Well, I have always been a nerd for accurate depiction of armors. I thought that naming the site: Dragon’s Armory will elicit a sense of the orient but also something that is tangible, something that one could see in its full glory and have the data in regards to its historical context and usage. Not only armor but also soldiers and dynasties little known in the west.
You’re creating lessons about Chinese history, how do you plan to do this?
Like the French root word for history “l’histoire” which both means history but also the story, I’ll tell a good story, with fluency in English as well as a guiding hand to point to the curious and worthwhile. I am confident to say that I am a natural storyteller and if you or anyone else would camp with me I would have many campfire stories to tell, stories vibrant with its colors, emotion, and context.
The history of China is certainly immense, where do you begin?
Like my tangential mind, everywhere that struck my fancy. I am a glutton for details and aesthetics so at every point I will try to convey the mood and feel of the given era. I am also a concept artist so the visual as well as informational commitment goes hand in hand.
The imagery and tremendous amount of work you have put into your videos, designs etc is simply beautiful, where does the inspiration come from and what is your creative process?
From pursuing ancient scroll paintings and the few good examples of modern illustrations! I must say one of the reasons I started doing the blog and doing my own art about the subject is because I am deeply frustrated with the state of terrible depictions of Chinese armor across both the Chinese as well as western internet. One of the key lessons I learned (in life) is that if you want something done, and no one out there is doing a good job that represent your view, do it yourself. Lesson of the decade for me!
As for creative process, I must say I’m kind of a scatter brain, sort of an absent minded professor that could be triggered to inspirations, so I guess whatever struck my mood at the time.

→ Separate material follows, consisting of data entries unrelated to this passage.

//! Internal Diesel row structs for database operations.
//!
//! These types are implementation details of the persistence layer and
//! must never be exposed to the domain; conversion functions in the
//! adapter modules translate them into domain entities.

use chrono::{DateTime, Utc};
use diesel::prelude::*;

use crate::domain::Error;
use crate::domain::catalogue::{Ingredient, IngredientId, Tag, TagId};
use crate::domain::user::{Email, PersonName, User, UserId, Username};

use super::schema::{
    favorites, ingredients, recipe_ingredients, recipe_tags, recipes, shopping_cart_items,
    subscriptions, tags, users,
};

/// Row struct for reading from the users table.
#[derive(Debug, Clone, Queryable, Selectable)]
#[diesel(table_name = users)]
#[diesel(check_for_backend(diesel::pg::Pg))]
pub(crate) struct UserRow {
    pub id: i32,
    pub username: String,
    pub email: String,
    pub first_name: String,
    pub last_name: String,
    pub password_hash: String,
    pub avatar: Option<String>,
    pub is_staff: bool,
    #[expect(dead_code, reason = "schema field kept for audit queries")]
    pub created_at: DateTime<Utc>,
}

impl UserRow {
    /// Convert the row into a domain user.
    ///
    /// Stored values already passed validation on the way in, so a
    /// failure here means the database was edited out of band.
    pub(crate) fn into_user(self) -> Result<User, Error> {
        let row_id = self.id;
        let map_invalid = move |error: crate::domain::user::UserValidationError| {
            Error::internal(format!("user row {row_id} fails validation: {error}"))
        };
        Ok(User {
            id: UserId(self.id),
            username: Username::new(self.username).map_err(map_invalid)?,
            email: Email::new(self.email).map_err(map_invalid)?,
            first_name: PersonName::new(self.first_name).map_err(map_invalid)?,
            last_name: PersonName::new(self.last_name).map_err(map_invalid)?,
            avatar: self.avatar,
            is_staff: self.is_staff,
        })
    }
}

/// Insertable struct for registering users.
#[derive(Debug, Insertable)]
#[diesel(table_name = users)]
pub(crate) struct NewUserRow<'a> {
    pub username: &'a str,
    pub email: &'a str,
    pub first_name: &'a str,
    pub last_name: &'a str,
    pub password_hash: &'a str,
}

/// Insertable struct for follow edges.
#[derive(Debug, Insertable)]
#[diesel(table_name = subscriptions)]
pub(crate) struct NewSubscriptionRow {
    pub follower_id: i32,
    pub author_id: i32,
}

/// Row struct for reading ingredients.
#[derive(Debug, Clone, Queryable, Selectable)]
#[diesel(table_name = ingredients)]
#[diesel(check_for_backend(diesel::pg::Pg))]
pub(crate) struct IngredientRow {
    pub id: i32,
    pub name: String,
    pub measurement_unit: String,
}

impl From<IngredientRow> for Ingredient {
    fn from(row: IngredientRow) -> Self {
        Self {
            id: IngredientId(row.id),
            name: row.name,
            measurement_unit: row.measurement_unit,
        }
    }
}

/// Insertable struct for seeding ingredients.
#[derive(Debug, Insertable)]
#[diesel(table_name = ingredients)]
pub(crate) struct NewIngredientRow<'a> {
    pub name: &'a str,
    pub measurement_unit: &'a str,
}

/// Row struct for reading tags.
#[derive(Debug, Clone, Queryable, Selectable)]
#[diesel(table_name = tags)]
#[diesel(check_for_backend(diesel::pg::Pg))]
pub(crate) struct TagRow {
    pub id: i32,
    pub name: String,
    pub slug: String,
}

impl From<TagRow> for Tag {
    fn from(row: TagRow) -> Self {
        Self {
            id: TagId(row.id),
            name: row.name,
            slug: row.slug,
        }
    }
}

/// Row struct for reading recipes.
#[derive(Debug, Clone, Queryable, Selectable)]
#[diesel(table_name = recipes)]
#[diesel(check_for_backend(diesel::pg::Pg))]
pub(crate) struct RecipeRow {
    pub id: i32,
    pub author_id: i32,
    pub name: String,
    pub image: String,
    pub text: String,
    pub cooking_time: i32,
    pub created_at: DateTime<Utc>,
}

/// Insertable struct for creating recipes.
#[derive(Debug, Insertable)]
#[diesel(table_name = recipes)]
pub(crate) struct NewRecipeRow<'a> {
    pub author_id: i32,
    pub name: &'a str,
    pub image: &'a str,
    pub text: &'a str,
    pub cooking_time: i32,
}

/// Insertable struct for ingredient links.
#[derive(Debug, Insertable)]
#[diesel(table_name = recipe_ingredients)]
pub(crate) struct NewRecipeIngredientRow {
    pub recipe_id: i32,
    pub ingredient_id: i32,
    pub amount: i32,
}

/// Insertable struct for tag links.
#[derive(Debug, Insertable)]
#[diesel(table_name = recipe_tags)]
pub(crate) struct NewRecipeTagRow {
    pub recipe_id: i32,
    pub tag_id: i32,
}

/// Insertable struct for favourites.
#[derive(Debug, Insertable)]
#[diesel(table_name = favorites)]
pub(crate) struct NewFavoriteRow {
    pub user_id: i32,
    pub recipe_id: i32,
}

/// Insertable struct for cart entries.
#[derive(Debug, Insertable)]
#[diesel(table_name = shopping_cart_items)]
pub(crate) struct NewShoppingCartItemRow {
    pub user_id: i32,
    pub recipe_id: i32,
}
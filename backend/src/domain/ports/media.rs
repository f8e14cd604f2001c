//! Port for stored media files.

use async_trait::async_trait;

use crate::domain::image::ImageUpload;

/// Destination buckets for uploads, mapped to media-root subdirectories.
#[derive(Debug, Clone, Copy, PartialEq, Eq)]
pub enum MediaCategory {
    /// User avatars.
    Avatars,
    /// Recipe images.
    RecipeImages,
}

impl MediaCategory {
    /// Relative directory under the media root.
    pub fn directory(self) -> &'static str {
        match self {
            Self::Avatars => "avatars",
            Self::RecipeImages => "recipes/images",
        }
    }
}

/// Failures raised by media storage adapters.
#[derive(Debug, Clone, PartialEq, Eq, thiserror::Error)]
pub enum MediaError {
    /// The file could not be written or removed.
    #[error("media store failure: {message}")]
    Io { message: String },
}

impl MediaError {
    /// Create an I/O error with the given message.
    pub fn io(message: impl Into<String>) -> Self {
        Self::Io {
            message: message.into(),
        }
    }
}

/// Port for writing decoded uploads and removing replaced files.
#[async_trait]
pub trait MediaStore: Send + Sync {
    /// Store an upload under a generated filename; returns the
    /// media-relative path (e.g. `recipes/images/<uuid>.png`).
    async fn save(&self, upload: &ImageUpload, category: MediaCategory)
    -> Result<String, MediaError>;

    /// Remove a previously stored file. Missing files are not an error;
    /// the pointer row is authoritative.
    async fn delete(&self, path: &str) -> Result<(), MediaError>;
}
//! Diesel table definitions for the PostgreSQL schema.
//!
//! These definitions must match the database migrations exactly. They are
//! used by Diesel for compile-time query validation and type-safe SQL
//! generation; regenerate with `diesel print-schema` after migrating.

diesel::table! {
    /// Registered accounts.
    users (id) {
        id -> Int4,
        #[max_length = 150]
        username -> Varchar,
        #[max_length = 254]
        email -> Varchar,
        #[max_length = 150]
        first_name -> Varchar,
        #[max_length = 150]
        last_name -> Varchar,
        password_hash -> Text,
        /// Media-relative avatar path; null when unset.
        avatar -> Nullable<Text>,
        is_staff -> Bool,
        created_at -> Timestamptz,
    }
}

diesel::table! {
    /// Directed follow edges; unique per pair, self-follow rejected by a
    /// check constraint.
    subscriptions (id) {
        id -> Int4,
        follower_id -> Int4,
        author_id -> Int4,
    }
}

diesel::table! {
    /// Seeded ingredient catalogue; unique (name, measurement_unit).
    ingredients (id) {
        id -> Int4,
        #[max_length = 128]
        name -> Varchar,
        #[max_length = 64]
        measurement_unit -> Varchar,
    }
}

diesel::table! {
    /// Recipe labels; name and slug each unique.
    tags (id) {
        id -> Int4,
        #[max_length = 200]
        name -> Varchar,
        #[max_length = 200]
        slug -> Varchar,
    }
}

diesel::table! {
    /// User-authored recipes.
    recipes (id) {
        id -> Int4,
        author_id -> Int4,
        #[max_length = 256]
        name -> Varchar,
        image -> Text,
        text -> Text,
        cooking_time -> Int4,
        created_at -> Timestamptz,
    }
}

diesel::table! {
    /// Ingredient links with amounts; unique (recipe_id, ingredient_id).
    recipe_ingredients (id) {
        id -> Int4,
        recipe_id -> Int4,
        ingredient_id -> Int4,
        amount -> Int4,
    }
}

diesel::table! {
    /// Tag links; unique (recipe_id, tag_id).
    recipe_tags (id) {
        id -> Int4,
        recipe_id -> Int4,
        tag_id -> Int4,
    }
}

diesel::table! {
    /// Bookmarks; unique (user_id, recipe_id).
    favorites (id) {
        id -> Int4,
        user_id -> Int4,
        recipe_id -> Int4,
        created_at -> Timestamptz,
    }
}

diesel::table! {
    /// Shopping-cart membership; unique (user_id, recipe_id).
    shopping_cart_items (id) {
        id -> Int4,
        user_id -> Int4,
        recipe_id -> Int4,
    }
}

diesel::joinable!(recipes -> users (author_id));
diesel::joinable!(recipe_ingredients -> recipes (recipe_id));
diesel::joinable!(recipe_ingredients -> ingredients (ingredient_id));
diesel::joinable!(recipe_tags -> recipes (recipe_id));
diesel::joinable!(recipe_tags -> tags (tag_id));
diesel::joinable!(favorites -> users (user_id));
diesel::joinable!(favorites -> recipes (recipe_id));
diesel::joinable!(shopping_cart_items -> users (user_id));
diesel::joinable!(shopping_cart_items -> recipes (recipe_id));

diesel::allow_tables_to_appear_in_same_query!(
    users,
    subscriptions,
    ingredients,
    tags,
    recipes,
    recipe_ingredients,
    recipe_tags,
    favorites,
    shopping_cart_items,
);
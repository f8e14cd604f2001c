//! Backend entry-point: wires REST endpoints, media serving, and OpenAPI docs.

mod server;

use std::env;

use tracing::warn;
use tracing_subscriber::{EnvFilter, fmt};

use backend::outbound::persistence::{DbPool, PoolConfig};
use server::{ServerConfig, create_server, run_migrations};

/// Application bootstrap.
#[actix_web::main]
async fn main() -> std::io::Result<()> {
    if let Err(e) = fmt()
        .with_env_filter(EnvFilter::from_default_env())
        .json()
        .try_init()
    {
        warn!(error = %e, "tracing init failed");
    }

    let mut config = ServerConfig::from_env()?;
    if let Ok(database_url) = env::var("DATABASE_URL") {
        run_migrations(&database_url).await?;
        let pool = DbPool::new(PoolConfig::new(database_url))
            .await
            .map_err(|e| std::io::Error::other(format!("pool construction failed: {e}")))?;
        config = config.with_db_pool(pool);
    }

    create_server(config)?.await
}
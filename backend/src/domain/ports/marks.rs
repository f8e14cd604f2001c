//! Port for favourites, the shopping cart, and the aggregated list.
//!
//! Favourites and cart items are structurally identical `(user, recipe)`
//! pairs with the same add/remove semantics, so one port covers both.

use async_trait::async_trait;

use crate::domain::recipe::RecipeId;
use crate::domain::shopping_list::ShoppingListLine;
use crate::domain::user::UserId;

use super::RepositoryError;

/// Failures raised while adding a favourite or cart entry.
#[derive(Debug, Clone, PartialEq, Eq, thiserror::Error)]
pub enum MarkError {
    /// The `(user, recipe)` pair already exists.
    ///
    /// Concurrent duplicate adds lose the unique-constraint race and
    /// surface here as well.
    #[error("entry already exists")]
    Duplicate,
    /// Infrastructure failure.
    #[error(transparent)]
    Repository(#[from] RepositoryError),
}

/// Port for user-recipe marks.
#[async_trait]
pub trait MarksRepository: Send + Sync {
    /// Record a favourite.
    async fn add_favorite(&self, user: UserId, recipe: RecipeId) -> Result<(), MarkError>;

    /// Delete a favourite; returns whether one existed.
    async fn remove_favorite(&self, user: UserId, recipe: RecipeId)
    -> Result<bool, RepositoryError>;

    /// Put a recipe into the shopping cart.
    async fn add_to_cart(&self, user: UserId, recipe: RecipeId) -> Result<(), MarkError>;

    /// Remove a recipe from the cart; returns whether it was there.
    async fn remove_from_cart(
        &self,
        user: UserId,
        recipe: RecipeId,
    ) -> Result<bool, RepositoryError>;

    /// Aggregate the viewer's cart: ingredient rows of every cart recipe
    /// grouped by `(name, measurement_unit)` with summed amounts.
    async fn shopping_list(&self, user: UserId)
    -> Result<Vec<ShoppingListLine>, RepositoryError>;
}
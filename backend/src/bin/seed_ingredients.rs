//! Seed the ingredient catalogue from a CSV fixture.
//!
//! Rows are upserted by their `(name, measurement_unit)` pair, so the
//! command is safe to rerun against a populated database.

use std::env;
use std::path::PathBuf;

use clap::Parser;
use color_eyre::eyre::{Result, WrapErr, bail, eyre};
use tokio::runtime::Builder;

use backend::domain::catalogue::NewIngredient;
use backend::domain::ports::CatalogueRepository;
use backend::outbound::persistence::{DbPool, DieselCatalogueRepository, PoolConfig};

/// `seed-ingredients` command arguments.
#[derive(Debug, Clone, Parser)]
#[command(
    name = "seed-ingredients",
    about = "Load the ingredient reference list from a CSV fixture",
    version
)]
struct CliArgs {
    /// Path to a CSV file with a `name,measurement_unit` header.
    #[arg(long = "csv", value_name = "path")]
    csv_path: PathBuf,
    /// Database connection URL. Falls back to `DATABASE_URL` when omitted.
    #[arg(long = "database-url", value_name = "url")]
    database_url: Option<String>,
}

fn main() -> Result<()> {
    color_eyre::install()?;
    let runtime = Builder::new_current_thread()
        .enable_all()
        .build()
        .wrap_err("create Tokio runtime")?;
    runtime.block_on(async_main())
}

async fn async_main() -> Result<()> {
    let args = CliArgs::parse();
    let contents = std::fs::read_to_string(&args.csv_path)
        .wrap_err_with(|| format!("read fixture '{}'", args.csv_path.display()))?;
    let ingredients = parse_fixture(&contents)?;

    let database_url = resolve_database_url(args.database_url)?;
    let pool = DbPool::new(PoolConfig::new(database_url))
        .await
        .wrap_err("create database pool")?;
    let repository = DieselCatalogueRepository::new(pool);

    let inserted = repository
        .upsert_ingredients(&ingredients)
        .await
        .wrap_err("upsert ingredients")?;
    println!(
        "parsed={} inserted={} existing={}",
        ingredients.len(),
        inserted,
        ingredients.len() - inserted
    );
    Ok(())
}

fn parse_fixture(contents: &str) -> Result<Vec<NewIngredient>> {
    let mut lines = contents.lines();
    let header = lines.next().ok_or_else(|| eyre!("fixture file is empty"))?;
    if header.trim() != "name,measurement_unit" {
        bail!(
            "expected 'name,measurement_unit' header, found '{}'",
            header.trim()
        );
    }

    let mut ingredients = Vec::new();
    for (index, line) in lines.enumerate() {
        if line.trim().is_empty() {
            continue;
        }
        // Units never contain commas; names may, so split at the last one.
        let (name, unit) = line
            .rsplit_once(',')
            .ok_or_else(|| eyre!("line {}: expected 'name,measurement_unit'", index + 2))?;
        let ingredient =
            NewIngredient::new(name, unit).wrap_err_with(|| format!("line {}", index + 2))?;
        ingredients.push(ingredient);
    }
    Ok(ingredients)
}

fn resolve_database_url(explicit: Option<String>) -> Result<String> {
    if let Some(value) = explicit {
        if value.trim().is_empty() {
            bail!("--database-url must not be empty when provided");
        }
        return Ok(value);
    }

    let from_env = env::var("DATABASE_URL")
        .map_err(|_| eyre!("database URL missing: set --database-url or DATABASE_URL"))?;
    if from_env.trim().is_empty() {
        bail!("DATABASE_URL must not be empty");
    }
    Ok(from_env)
}

#[cfg(test)]
mod tests {
    use super::*;
    use rstest::rstest;

    #[rstest]
    fn parses_fixture_with_header() {
        let ingredients =
            parse_fixture("name,measurement_unit\nflour,g\nmilk,ml\n").expect("fixture parses");
        assert_eq!(ingredients.len(), 2);
        assert_eq!(ingredients[0].name, "flour");
        assert_eq!(ingredients[1].measurement_unit, "ml");
    }

    #[rstest]
    fn name_may_contain_commas() {
        let ingredients = parse_fixture("name,measurement_unit\n\"peppers, mixed\",g\n")
            .expect("fixture parses");
        assert_eq!(ingredients[0].name, "\"peppers, mixed\"");
        assert_eq!(ingredients[0].measurement_unit, "g");
    }

    #[rstest]
    fn skips_blank_lines() {
        let ingredients =
            parse_fixture("name,measurement_unit\n\nflour,g\n\n").expect("fixture parses");
        assert_eq!(ingredients.len(), 1);
    }

    #[rstest]
    fn rejects_missing_header() {
        let error = parse_fixture("flour,g\n").expect_err("header required");
        assert!(error.to_string().contains("header"));
    }

    #[rstest]
    fn rejects_row_without_unit() {
        let error = parse_fixture("name,measurement_unit\nflour\n").expect_err("unit required");
        assert!(error.to_string().contains("line 2"));
    }

    #[rstest]
    fn resolve_database_url_rejects_empty_explicit() {
        let error = resolve_database_url(Some("   ".to_owned())).expect_err("empty should fail");
        assert!(error.to_string().contains("must not be empty"));
    }
}
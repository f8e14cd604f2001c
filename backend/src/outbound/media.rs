//! Filesystem-backed [`MediaStore`] implementation.
//!
//! Files land under a configurable media root, in per-category
//! subdirectories, with collision-free generated filenames. The stored
//! path returned to callers is relative to the root so database rows
//! survive a root relocation.

use std::path::{Path, PathBuf};

use async_trait::async_trait;
use tokio::fs;

use crate::domain::image::ImageUpload;
use crate::domain::ports::{MediaCategory, MediaError, MediaStore};

/// [`MediaStore`] writing uploads beneath a media root directory.
#[derive(Clone)]
pub struct FsMediaStore {
    root: PathBuf,
}

impl FsMediaStore {
    /// Create a store rooted at the given directory.
    pub fn new(root: impl Into<PathBuf>) -> Self {
        Self { root: root.into() }
    }

    /// Reject stored paths that would escape the media root.
    fn resolve(&self, relative: &str) -> Result<PathBuf, MediaError> {
        let candidate = Path::new(relative);
        let escapes = candidate.is_absolute()
            || candidate
                .components()
                .any(|part| matches!(part, std::path::Component::ParentDir));
        if escapes {
            return Err(MediaError::io(format!(
                "refusing media path outside the root: {relative}"
            )));
        }
        Ok(self.root.join(candidate))
    }
}

#[async_trait]
impl MediaStore for FsMediaStore {
    async fn save(
        &self,
        upload: &ImageUpload,
        category: MediaCategory,
    ) -> Result<String, MediaError> {
        let relative = format!("{}/{}", category.directory(), upload.generate_filename());
        let target = self.resolve(&relative)?;

        if let Some(parent) = target.parent() {
            fs::create_dir_all(parent)
                .await
                .map_err(|error| MediaError::io(error.to_string()))?;
        }
        fs::write(&target, upload.bytes())
            .await
            .map_err(|error| MediaError::io(error.to_string()))?;
        Ok(relative)
    }

    async fn delete(&self, path: &str) -> Result<(), MediaError> {
        let target = self.resolve(path)?;
        match fs::remove_file(&target).await {
            Ok(()) => Ok(()),
            // Pointer rows are authoritative; a missing file is stale state,
            // not a failure.
            Err(error) if error.kind() == std::io::ErrorKind::NotFound => Ok(()),
            Err(error) => Err(MediaError::io(error.to_string())),
        }
    }
}

#[cfg(test)]
mod tests {
    use super::*;
    use rstest::rstest;

    const PNG_B64: &str = "iVBORw0KGgoAAAANSUhEUgAAAAEAAAABCAYAAAAfFcSJAAAADUlEQVR42mNk\
YPhfDwAChwGA60e6kgAAAABJRU5ErkJggg==";

    fn upload() -> ImageUpload {
        let uri = format!("data:image/png;base64,{PNG_B64}");
        ImageUpload::from_data_uri(&uri).unwrap()
    }

    #[rstest]
    #[actix_rt::test]
    async fn saves_and_deletes_under_category_directory() {
        let dir = tempfile::tempdir().unwrap();
        let store = FsMediaStore::new(dir.path());

        let relative = store.save(&upload(), MediaCategory::Avatars).await.unwrap();
        assert!(relative.starts_with("avatars/"));
        assert!(relative.ends_with(".png"));
        assert!(dir.path().join(&relative).is_file());

        store.delete(&relative).await.unwrap();
        assert!(!dir.path().join(&relative).exists());
    }

    #[rstest]
    #[actix_rt::test]
    async fn deleting_missing_file_is_not_an_error() {
        let dir = tempfile::tempdir().unwrap();
        let store = FsMediaStore::new(dir.path());
        store.delete("avatars/gone.png").await.unwrap();
    }

    #[rstest]
    #[actix_rt::test]
    async fn rejects_path_traversal() {
        let dir = tempfile::tempdir().unwrap();
        let store = FsMediaStore::new(dir.path());
        assert!(store.delete("../outside.png").await.is_err());
    }
}
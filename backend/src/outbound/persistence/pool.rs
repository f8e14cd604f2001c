//! Async connection pool for Diesel PostgreSQL connections.
//!
//! Wraps `diesel-async` and `bb8` so the persistence adapters never touch
//! pool internals. Checkout failures and build failures map to the shared
//! [`RepositoryError`](crate::domain::ports::RepositoryError) at the
//! adapter boundary.

use std::time::Duration;

use diesel_async::AsyncPgConnection;
use diesel_async::pooled_connection::AsyncDieselConnectionManager;
use diesel_async::pooled_connection::bb8::{Pool, PooledConnection};

/// Errors that can occur during pool operations.
#[derive(Debug, Clone, PartialEq, Eq, thiserror::Error)]
pub enum PoolError {
    /// Failed to check out a connection from the pool.
    #[error("failed to get connection from pool: {message}")]
    Checkout { message: String },

    /// Failed to build the connection pool.
    #[error("failed to build connection pool: {message}")]
    Build { message: String },
}

impl PoolError {
    /// Create a checkout error with the given message.
    pub fn checkout(message: impl Into<String>) -> Self {
        Self::Checkout {
            message: message.into(),
        }
    }

    /// Create a build error with the given message.
    pub fn build(message: impl Into<String>) -> Self {
        Self::Build {
            message: message.into(),
        }
    }
}

/// Configuration for the database connection pool.
#[derive(Debug, Clone)]
pub struct PoolConfig {
    database_url: String,
    max_size: u32,
    connection_timeout: Duration,
}

impl PoolConfig {
    /// Create a new configuration with the given database URL and
    /// defaults of 10 connections and a 30 second checkout timeout.
    pub fn new(database_url: impl Into<String>) -> Self {
        Self {
            database_url: database_url.into(),
            max_size: 10,
            connection_timeout: Duration::from_secs(30),
        }
    }

    /// Set the maximum number of connections in the pool.
    pub fn with_max_size(mut self, max_size: u32) -> Self {
        self.max_size = max_size;
        self
    }

    /// Set the connection checkout timeout.
    pub fn with_connection_timeout(mut self, timeout: Duration) -> Self {
        self.connection_timeout = timeout;
        self
    }
}

/// Async connection pool for PostgreSQL via Diesel.
#[derive(Clone)]
pub struct DbPool {
    inner: Pool<AsyncPgConnection>,
}

impl DbPool {
    /// Create a new connection pool with the given configuration.
    ///
    /// # Errors
    ///
    /// Returns [`PoolError::Build`] when the pool cannot be constructed,
    /// e.g. for an invalid database URL.
    pub async fn new(config: PoolConfig) -> Result<Self, PoolError> {
        let manager = AsyncDieselConnectionManager::<AsyncPgConnection>::new(&config.database_url);
        let pool = Pool::builder()
            .max_size(config.max_size)
            .connection_timeout(config.connection_timeout)
            .build(manager)
            .await
            .map_err(|err| PoolError::build(err.to_string()))?;
        Ok(Self { inner: pool })
    }

    /// Get a connection from the pool.
    ///
    /// # Errors
    ///
    /// Returns [`PoolError::Checkout`] when no connection becomes
    /// available within the configured timeout.
    pub async fn get(&self) -> Result<PooledConnection<'_, AsyncPgConnection>, PoolError> {
        self.inner
            .get()
            .await
            .map_err(|err| PoolError::checkout(err.to_string()))
    }
}

#[cfg(test)]
mod tests {
    use super::*;
    use rstest::rstest;

    #[rstest]
    fn pool_config_builder_pattern() {
        let config = PoolConfig::new("postgres://localhost/test")
            .with_max_size(20)
            .with_connection_timeout(Duration::from_secs(60));

        assert_eq!(config.max_size, 20);
        assert_eq!(config.connection_timeout, Duration::from_secs(60));
    }

    #[rstest]
    fn pool_error_display() {
        assert!(
            PoolError::checkout("connection refused")
                .to_string()
                .contains("connection refused")
        );
        assert!(PoolError::build("invalid URL").to_string().contains("invalid URL"));
    }
}
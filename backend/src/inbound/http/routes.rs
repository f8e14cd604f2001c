//! Route registration for the `/api` scope.
//!
//! Shared by the server and the handler tests so both exercise the same
//! match order. Literal paths (`/users/me/`, `/users/subscriptions/`,
//! `/recipes/download_shopping_cart/`) must register before their `{id}`
//! siblings; actix matches services in registration order.

use actix_web::web;

use crate::inbound::http::{catalogue, recipes, subscriptions, users};

/// Register every API endpoint under `/api`.
pub fn configure(cfg: &mut web::ServiceConfig) {
    cfg.service(
        web::scope("/api")
            .service(users::register)
            .service(users::list_users)
            .service(subscriptions::list_subscriptions)
            .service(users::me)
            .service(users::set_avatar)
            .service(users::delete_avatar)
            .service(subscriptions::subscribe)
            .service(subscriptions::unsubscribe)
            .service(users::retrieve_user)
            .service(users::login)
            .service(users::logout)
            .service(catalogue::list_tags)
            .service(catalogue::retrieve_tag)
            .service(catalogue::list_ingredients)
            .service(catalogue::retrieve_ingredient)
            .service(recipes::create_recipe)
            .service(recipes::list_recipes)
            .service(recipes::download_shopping_cart)
            .service(recipes::short_url)
            .service(recipes::add_favorite)
            .service(recipes::remove_favorite)
            .service(recipes::add_to_cart)
            .service(recipes::remove_from_cart)
            .service(recipes::retrieve_recipe)
            .service(recipes::update_recipe)
            .service(recipes::delete_recipe),
    );
}

#[cfg(test)]
mod tests {
    use crate::inbound::http::test_utils::{register_user, test_app};
    use crate::outbound::InMemoryStore;
    use actix_web::http::StatusCode;
    use actix_web::test as actix_test;
    use rstest::rstest;
    use serde_json::Value;

    // `/users/me/` and `/users/subscriptions/` share a prefix with
    // `/users/{id}/`; these guard the registration order.
    #[rstest]
    #[actix_web::test]
    async fn me_is_not_shadowed_by_the_id_route() {
        let app = actix_test::init_service(test_app(InMemoryStore::new())).await;
        let cookie = register_user(&app, "ada", "ada@example.org", "pw").await;

        let response = actix_test::call_service(
            &app,
            actix_test::TestRequest::get()
                .uri("/api/users/me/")
                .cookie(cookie)
                .to_request(),
        )
        .await;
        assert_eq!(response.status(), StatusCode::OK);
        let value: Value = actix_test::read_body_json(response).await;
        assert_eq!(value["username"], "ada");
    }

    #[rstest]
    #[actix_web::test]
    async fn subscriptions_list_is_not_shadowed_by_the_id_route() {
        let app = actix_test::init_service(test_app(InMemoryStore::new())).await;
        let cookie = register_user(&app, "ada", "ada@example.org", "pw").await;

        let response = actix_test::call_service(
            &app,
            actix_test::TestRequest::get()
                .uri("/api/users/subscriptions/")
                .cookie(cookie)
                .to_request(),
        )
        .await;
        assert_eq!(response.status(), StatusCode::OK);
        let value: Value = actix_test::read_body_json(response).await;
        assert_eq!(value["count"], 0);
    }

    #[rstest]
    #[actix_web::test]
    async fn download_is_not_shadowed_by_the_id_route() {
        let app = actix_test::init_service(test_app(InMemoryStore::new())).await;
        let cookie = register_user(&app, "ada", "ada@example.org", "pw").await;

        let response = actix_test::call_service(
            &app,
            actix_test::TestRequest::get()
                .uri("/api/recipes/download_shopping_cart/")
                .cookie(cookie)
                .to_request(),
        )
        .await;
        assert_eq!(response.status(), StatusCode::OK);
    }

    #[rstest]
    #[actix_web::test]
    async fn unknown_path_is_not_found() {
        let app = actix_test::init_service(test_app(InMemoryStore::new())).await;
        let response = actix_test::call_service(
            &app,
            actix_test::TestRequest::get()
                .uri("/api/nope/")
                .to_request(),
        )
        .await;
        assert_eq!(response.status(), StatusCode::NOT_FOUND);
    }
}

I am very imaginative and often times I mentally prep several subjects I wanted to do and have the ideas slosh around in my head. Usually in the coming weeks if something struck my attention (be it a moment from a soundtrack or…just my usual daydreams) I will leap up and do a piece. Whatever I draw I can usually get it done within 8 hours in a none-stop all nighter.
After doing some research of my own, I found it quite difficult to get any extensive information on ancient and medieval China. That is to say, I couldn’t see anything that had both quality information and visuals to match. Will Dragon’s Armoury be filling the gap?
I would never presume to call myself a historian, though I do hold myself to the standard to provide accurate information for all my audiences. If I make a mistake I usually go back and correct it and then post a note or a pinned comment to highlight the accurate information instead. Historians are hardcore academics and usually the figures in their head are the product of endless reading over the same age, about the same subject. One of my favorite Youtuber, an Austrian called Military History Visualized is very rigorous with his stats and his information, and in terms of pure academia, I cannot hold a candle to frankly such…better men.
I do, however consider myself a platform, a bulletin, and a spring board for tangential learning. I think what I excel more than most out there is the commitment to accurate period costumes, concept art, and narrative. After sampling my bulletins, I think most who are truly interested would dig deeper on their volition and see for themselves. I take some pride in building this bridge between China’s culture, its history with the outside world. I would also say my works are vindicated by history itself.
One of the key gap that is being rectified by my presence is the fact that finally Google searches now have more period accurate Chinese armors! I said before that I am a concept artist and when I started my blog I was actually designing it as a reference gallery for people like myself, for the artist of various game/ movie studios who wants to depict Chinese armor in its natural state. God knows I can’t leave the abysmal China-cart.com’s Halloween costumes as a reference for real Chinese armor.